» **Record extracts**
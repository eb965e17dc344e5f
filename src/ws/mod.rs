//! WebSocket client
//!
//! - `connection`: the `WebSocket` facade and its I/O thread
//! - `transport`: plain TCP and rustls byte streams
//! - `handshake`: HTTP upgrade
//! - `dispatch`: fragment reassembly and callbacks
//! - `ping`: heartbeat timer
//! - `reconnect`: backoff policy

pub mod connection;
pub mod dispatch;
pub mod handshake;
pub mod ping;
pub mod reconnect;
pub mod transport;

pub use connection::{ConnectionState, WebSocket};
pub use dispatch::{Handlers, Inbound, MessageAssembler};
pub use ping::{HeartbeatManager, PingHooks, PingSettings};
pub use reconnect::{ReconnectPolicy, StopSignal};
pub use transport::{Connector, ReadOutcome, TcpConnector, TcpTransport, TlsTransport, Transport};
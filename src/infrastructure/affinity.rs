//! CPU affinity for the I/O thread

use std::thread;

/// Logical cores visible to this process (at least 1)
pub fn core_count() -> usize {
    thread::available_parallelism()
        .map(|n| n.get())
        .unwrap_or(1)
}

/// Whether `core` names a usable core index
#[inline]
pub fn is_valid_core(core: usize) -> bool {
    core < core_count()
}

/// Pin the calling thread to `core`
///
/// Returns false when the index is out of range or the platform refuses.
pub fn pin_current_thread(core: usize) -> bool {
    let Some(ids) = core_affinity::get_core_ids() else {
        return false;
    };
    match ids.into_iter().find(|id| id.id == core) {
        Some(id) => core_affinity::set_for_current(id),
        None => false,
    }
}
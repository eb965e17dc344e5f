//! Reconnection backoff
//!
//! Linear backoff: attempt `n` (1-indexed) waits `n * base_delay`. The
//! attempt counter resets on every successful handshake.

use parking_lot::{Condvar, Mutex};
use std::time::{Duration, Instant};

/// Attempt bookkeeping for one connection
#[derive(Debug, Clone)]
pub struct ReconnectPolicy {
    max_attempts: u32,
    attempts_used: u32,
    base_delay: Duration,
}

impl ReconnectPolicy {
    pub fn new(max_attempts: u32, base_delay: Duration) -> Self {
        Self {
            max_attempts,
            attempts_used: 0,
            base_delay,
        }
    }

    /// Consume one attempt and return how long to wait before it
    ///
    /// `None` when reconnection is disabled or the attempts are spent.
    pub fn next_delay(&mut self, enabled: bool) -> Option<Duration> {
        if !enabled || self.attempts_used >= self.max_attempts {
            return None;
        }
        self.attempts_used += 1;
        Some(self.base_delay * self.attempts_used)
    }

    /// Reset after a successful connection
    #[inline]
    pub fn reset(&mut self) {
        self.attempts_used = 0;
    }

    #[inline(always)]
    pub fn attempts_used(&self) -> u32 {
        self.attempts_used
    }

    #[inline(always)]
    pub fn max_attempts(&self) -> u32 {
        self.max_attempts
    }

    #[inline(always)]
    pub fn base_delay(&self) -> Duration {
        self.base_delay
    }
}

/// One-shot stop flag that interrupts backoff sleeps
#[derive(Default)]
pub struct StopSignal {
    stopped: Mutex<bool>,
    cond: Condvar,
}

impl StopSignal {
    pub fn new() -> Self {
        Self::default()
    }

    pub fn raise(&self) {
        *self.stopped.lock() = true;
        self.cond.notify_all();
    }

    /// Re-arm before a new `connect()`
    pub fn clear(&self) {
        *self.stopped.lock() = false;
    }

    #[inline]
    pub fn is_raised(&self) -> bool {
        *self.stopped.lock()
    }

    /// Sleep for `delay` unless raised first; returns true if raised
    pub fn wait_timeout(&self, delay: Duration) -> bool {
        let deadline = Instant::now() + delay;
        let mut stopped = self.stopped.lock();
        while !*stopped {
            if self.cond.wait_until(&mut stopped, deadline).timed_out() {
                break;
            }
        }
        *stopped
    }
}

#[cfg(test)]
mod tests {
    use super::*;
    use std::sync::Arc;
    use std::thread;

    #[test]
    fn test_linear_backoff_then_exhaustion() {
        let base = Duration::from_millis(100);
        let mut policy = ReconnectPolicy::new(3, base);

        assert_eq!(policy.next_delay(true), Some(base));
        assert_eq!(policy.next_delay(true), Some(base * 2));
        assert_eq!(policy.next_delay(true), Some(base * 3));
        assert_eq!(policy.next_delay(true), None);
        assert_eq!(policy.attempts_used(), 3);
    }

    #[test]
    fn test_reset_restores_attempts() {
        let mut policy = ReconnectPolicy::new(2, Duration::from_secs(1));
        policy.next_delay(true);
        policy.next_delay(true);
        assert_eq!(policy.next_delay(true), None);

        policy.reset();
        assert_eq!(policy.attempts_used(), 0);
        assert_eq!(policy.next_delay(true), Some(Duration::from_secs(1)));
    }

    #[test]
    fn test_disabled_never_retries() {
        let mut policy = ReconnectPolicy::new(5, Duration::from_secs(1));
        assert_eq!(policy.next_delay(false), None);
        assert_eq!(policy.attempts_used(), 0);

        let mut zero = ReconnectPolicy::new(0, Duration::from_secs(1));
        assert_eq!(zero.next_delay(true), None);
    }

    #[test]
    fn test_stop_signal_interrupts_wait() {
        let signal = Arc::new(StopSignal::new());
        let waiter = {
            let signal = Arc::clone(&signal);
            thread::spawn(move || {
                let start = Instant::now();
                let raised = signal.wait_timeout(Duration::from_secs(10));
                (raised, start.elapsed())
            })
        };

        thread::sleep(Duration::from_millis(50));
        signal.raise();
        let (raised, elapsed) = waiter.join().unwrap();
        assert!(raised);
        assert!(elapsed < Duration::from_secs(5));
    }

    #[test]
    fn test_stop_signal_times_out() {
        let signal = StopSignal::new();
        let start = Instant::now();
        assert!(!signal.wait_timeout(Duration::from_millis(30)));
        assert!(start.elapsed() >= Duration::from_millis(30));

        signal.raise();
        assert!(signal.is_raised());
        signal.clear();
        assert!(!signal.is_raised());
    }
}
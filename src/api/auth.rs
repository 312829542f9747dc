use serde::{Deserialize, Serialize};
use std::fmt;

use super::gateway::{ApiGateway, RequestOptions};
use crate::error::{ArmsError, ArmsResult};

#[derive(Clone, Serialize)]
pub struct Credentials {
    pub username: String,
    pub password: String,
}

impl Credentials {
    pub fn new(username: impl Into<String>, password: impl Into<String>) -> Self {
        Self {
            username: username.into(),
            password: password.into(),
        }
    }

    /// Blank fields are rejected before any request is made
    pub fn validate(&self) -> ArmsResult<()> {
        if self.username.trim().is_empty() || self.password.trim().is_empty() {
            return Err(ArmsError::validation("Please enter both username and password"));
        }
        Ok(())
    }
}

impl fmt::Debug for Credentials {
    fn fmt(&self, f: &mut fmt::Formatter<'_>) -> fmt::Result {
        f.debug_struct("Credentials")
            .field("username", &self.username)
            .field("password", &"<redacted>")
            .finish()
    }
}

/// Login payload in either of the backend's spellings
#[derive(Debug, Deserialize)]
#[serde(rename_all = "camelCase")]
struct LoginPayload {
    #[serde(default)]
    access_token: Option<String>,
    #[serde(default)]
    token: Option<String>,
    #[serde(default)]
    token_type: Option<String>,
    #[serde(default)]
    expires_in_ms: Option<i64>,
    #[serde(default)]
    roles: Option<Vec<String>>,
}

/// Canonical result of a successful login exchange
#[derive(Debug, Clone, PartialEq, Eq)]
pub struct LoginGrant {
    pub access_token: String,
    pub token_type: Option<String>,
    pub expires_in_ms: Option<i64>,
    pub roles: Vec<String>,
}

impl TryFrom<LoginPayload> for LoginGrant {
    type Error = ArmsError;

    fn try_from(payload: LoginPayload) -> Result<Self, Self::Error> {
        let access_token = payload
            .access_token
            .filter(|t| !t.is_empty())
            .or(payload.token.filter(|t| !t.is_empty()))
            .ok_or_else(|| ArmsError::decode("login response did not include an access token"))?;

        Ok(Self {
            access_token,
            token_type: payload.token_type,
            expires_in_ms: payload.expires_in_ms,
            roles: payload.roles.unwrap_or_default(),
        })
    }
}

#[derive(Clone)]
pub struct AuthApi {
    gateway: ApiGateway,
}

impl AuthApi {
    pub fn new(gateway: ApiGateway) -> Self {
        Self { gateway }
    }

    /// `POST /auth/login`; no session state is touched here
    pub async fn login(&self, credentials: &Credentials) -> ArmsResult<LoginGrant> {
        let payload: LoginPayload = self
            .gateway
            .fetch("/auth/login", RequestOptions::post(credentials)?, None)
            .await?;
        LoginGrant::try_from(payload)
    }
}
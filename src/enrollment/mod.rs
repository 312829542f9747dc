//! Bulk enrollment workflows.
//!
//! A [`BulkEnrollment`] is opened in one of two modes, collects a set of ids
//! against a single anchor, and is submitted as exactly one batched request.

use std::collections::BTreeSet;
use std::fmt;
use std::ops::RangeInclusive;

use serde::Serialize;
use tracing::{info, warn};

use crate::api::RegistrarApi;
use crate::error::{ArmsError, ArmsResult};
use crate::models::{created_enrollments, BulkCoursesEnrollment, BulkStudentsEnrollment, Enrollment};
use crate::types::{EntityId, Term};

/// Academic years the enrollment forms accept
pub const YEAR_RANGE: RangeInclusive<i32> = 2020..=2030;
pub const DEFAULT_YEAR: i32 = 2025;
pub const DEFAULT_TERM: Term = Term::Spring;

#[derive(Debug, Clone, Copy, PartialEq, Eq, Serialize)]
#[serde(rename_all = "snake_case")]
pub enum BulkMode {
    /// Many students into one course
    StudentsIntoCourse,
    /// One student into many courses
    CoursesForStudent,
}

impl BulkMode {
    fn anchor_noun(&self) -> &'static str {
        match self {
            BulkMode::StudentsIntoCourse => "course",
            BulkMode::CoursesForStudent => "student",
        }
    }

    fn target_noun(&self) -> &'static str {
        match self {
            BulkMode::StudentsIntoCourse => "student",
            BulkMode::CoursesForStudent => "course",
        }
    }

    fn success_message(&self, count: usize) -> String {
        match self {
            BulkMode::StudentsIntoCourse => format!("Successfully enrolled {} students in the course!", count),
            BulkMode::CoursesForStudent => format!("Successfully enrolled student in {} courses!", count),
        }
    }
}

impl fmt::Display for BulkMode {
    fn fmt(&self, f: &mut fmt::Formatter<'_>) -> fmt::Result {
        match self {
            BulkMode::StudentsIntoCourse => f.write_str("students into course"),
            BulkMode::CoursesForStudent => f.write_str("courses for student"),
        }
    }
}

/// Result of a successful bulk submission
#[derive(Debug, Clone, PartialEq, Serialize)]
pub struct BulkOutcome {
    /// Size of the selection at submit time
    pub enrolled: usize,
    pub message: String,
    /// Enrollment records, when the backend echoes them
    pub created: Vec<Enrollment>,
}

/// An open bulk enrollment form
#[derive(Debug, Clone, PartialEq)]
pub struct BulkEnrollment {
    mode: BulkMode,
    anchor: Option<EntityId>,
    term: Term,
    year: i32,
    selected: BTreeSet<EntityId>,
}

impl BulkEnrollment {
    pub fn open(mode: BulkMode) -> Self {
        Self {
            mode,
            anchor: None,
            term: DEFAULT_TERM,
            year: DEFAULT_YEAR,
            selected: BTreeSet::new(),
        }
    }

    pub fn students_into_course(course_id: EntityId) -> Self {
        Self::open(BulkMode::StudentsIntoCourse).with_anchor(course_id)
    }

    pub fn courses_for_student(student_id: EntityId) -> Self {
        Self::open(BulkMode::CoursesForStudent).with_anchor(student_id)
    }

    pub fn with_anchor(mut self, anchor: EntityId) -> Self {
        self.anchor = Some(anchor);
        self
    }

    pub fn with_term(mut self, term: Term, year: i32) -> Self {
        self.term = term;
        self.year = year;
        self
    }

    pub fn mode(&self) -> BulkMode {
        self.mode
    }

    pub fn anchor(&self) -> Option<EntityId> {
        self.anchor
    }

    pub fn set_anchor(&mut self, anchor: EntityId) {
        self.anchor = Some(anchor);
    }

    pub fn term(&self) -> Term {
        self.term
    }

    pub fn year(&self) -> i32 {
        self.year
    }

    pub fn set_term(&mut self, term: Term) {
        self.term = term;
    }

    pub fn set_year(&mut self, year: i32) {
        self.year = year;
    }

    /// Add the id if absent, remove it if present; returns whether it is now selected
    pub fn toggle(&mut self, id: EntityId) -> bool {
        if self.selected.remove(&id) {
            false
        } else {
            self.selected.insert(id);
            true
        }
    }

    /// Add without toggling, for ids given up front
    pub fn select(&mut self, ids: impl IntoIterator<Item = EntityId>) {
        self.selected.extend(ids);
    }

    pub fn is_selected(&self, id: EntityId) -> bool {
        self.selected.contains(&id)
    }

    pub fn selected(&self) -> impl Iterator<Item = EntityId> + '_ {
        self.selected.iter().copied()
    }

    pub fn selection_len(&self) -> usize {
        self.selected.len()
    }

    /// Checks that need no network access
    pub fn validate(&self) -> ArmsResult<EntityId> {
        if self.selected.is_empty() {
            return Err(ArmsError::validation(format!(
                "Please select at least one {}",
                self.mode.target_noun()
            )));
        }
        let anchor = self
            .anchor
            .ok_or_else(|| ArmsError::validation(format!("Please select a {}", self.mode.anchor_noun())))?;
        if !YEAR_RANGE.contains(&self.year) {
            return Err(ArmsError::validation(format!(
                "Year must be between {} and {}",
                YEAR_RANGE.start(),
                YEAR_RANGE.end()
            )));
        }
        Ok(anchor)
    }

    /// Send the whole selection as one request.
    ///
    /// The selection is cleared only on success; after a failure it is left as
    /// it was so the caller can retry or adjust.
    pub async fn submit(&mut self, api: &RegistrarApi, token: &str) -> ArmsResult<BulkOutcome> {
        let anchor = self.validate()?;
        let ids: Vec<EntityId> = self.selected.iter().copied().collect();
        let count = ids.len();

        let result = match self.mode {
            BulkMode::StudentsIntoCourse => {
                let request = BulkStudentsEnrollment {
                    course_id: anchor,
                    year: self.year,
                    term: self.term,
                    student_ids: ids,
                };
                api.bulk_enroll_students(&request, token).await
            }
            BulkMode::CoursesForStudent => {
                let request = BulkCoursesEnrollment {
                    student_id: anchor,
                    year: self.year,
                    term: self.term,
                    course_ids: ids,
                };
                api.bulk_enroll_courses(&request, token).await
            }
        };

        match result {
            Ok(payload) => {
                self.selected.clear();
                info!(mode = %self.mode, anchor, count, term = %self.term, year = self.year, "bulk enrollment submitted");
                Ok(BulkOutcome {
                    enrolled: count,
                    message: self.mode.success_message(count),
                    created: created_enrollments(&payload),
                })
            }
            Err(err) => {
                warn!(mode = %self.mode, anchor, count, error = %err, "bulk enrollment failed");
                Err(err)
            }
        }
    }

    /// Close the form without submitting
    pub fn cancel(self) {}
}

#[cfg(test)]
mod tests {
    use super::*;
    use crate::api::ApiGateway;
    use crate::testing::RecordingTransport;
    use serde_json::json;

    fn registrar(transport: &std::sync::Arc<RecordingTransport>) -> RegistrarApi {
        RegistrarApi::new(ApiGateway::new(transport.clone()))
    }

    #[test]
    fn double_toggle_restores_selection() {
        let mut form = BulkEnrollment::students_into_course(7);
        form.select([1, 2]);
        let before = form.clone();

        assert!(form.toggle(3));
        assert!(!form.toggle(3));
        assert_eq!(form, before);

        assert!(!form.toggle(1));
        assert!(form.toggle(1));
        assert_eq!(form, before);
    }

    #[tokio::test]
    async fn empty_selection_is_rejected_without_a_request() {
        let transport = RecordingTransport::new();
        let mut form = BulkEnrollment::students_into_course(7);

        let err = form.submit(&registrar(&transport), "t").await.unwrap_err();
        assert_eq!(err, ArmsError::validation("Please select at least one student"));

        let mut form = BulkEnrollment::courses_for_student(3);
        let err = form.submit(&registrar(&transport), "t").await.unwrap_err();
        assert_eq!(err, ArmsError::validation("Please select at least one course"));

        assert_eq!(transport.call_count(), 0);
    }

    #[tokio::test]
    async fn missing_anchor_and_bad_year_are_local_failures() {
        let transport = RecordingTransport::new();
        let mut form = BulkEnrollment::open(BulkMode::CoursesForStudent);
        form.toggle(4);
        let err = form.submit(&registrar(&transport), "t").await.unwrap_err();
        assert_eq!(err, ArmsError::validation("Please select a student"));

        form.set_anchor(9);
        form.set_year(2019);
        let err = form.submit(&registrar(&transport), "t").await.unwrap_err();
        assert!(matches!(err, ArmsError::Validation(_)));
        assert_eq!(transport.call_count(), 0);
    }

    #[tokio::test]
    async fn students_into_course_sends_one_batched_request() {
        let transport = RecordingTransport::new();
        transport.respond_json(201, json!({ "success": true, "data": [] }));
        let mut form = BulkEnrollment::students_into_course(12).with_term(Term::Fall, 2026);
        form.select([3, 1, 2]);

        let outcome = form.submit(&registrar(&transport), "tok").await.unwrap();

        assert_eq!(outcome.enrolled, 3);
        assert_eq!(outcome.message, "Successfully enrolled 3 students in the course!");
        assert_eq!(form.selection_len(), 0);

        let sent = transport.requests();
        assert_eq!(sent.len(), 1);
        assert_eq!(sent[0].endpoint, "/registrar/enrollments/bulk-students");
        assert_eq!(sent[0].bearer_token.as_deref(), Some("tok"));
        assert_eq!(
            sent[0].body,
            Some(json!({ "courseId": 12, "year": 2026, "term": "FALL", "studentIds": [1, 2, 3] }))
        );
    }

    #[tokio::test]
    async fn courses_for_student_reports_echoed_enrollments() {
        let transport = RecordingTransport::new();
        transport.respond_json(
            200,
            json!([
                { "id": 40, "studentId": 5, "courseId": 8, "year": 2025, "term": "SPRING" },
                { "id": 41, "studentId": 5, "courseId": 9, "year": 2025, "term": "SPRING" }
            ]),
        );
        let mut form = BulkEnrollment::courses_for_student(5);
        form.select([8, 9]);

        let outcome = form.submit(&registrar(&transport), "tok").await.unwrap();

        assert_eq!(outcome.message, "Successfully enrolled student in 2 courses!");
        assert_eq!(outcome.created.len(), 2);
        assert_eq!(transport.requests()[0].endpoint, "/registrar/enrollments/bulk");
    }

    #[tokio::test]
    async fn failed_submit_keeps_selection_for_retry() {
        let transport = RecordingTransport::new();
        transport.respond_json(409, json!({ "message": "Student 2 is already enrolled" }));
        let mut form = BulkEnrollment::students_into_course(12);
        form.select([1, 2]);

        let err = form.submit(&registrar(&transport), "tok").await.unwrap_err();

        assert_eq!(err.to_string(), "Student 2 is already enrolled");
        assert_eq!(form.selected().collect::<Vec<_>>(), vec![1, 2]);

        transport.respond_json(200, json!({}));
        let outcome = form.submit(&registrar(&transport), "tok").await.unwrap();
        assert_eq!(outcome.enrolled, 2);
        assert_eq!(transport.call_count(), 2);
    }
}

» **What is needed**
Out of the data above, set down the lines from the one with "let Some(ids) = core_affinity::get_core_ids()" to the one with "Linear backoff: attempt", both included, exactly as written and with no additions.

» **Solution**
    let Some(ids) = core_affinity::get_core_ids() else {
        return false;
    };
    match ids.into_iter().find(|id| id.id == core) {
        Some(id) => core_affinity::set_for_current(id),
        None => false,
    }
}
repository eb965e17dc344e5f
//! Reconnection backoff
//!
//! Linear backoff: attempt `n` (1-indexed) waits `n * base_delay`. The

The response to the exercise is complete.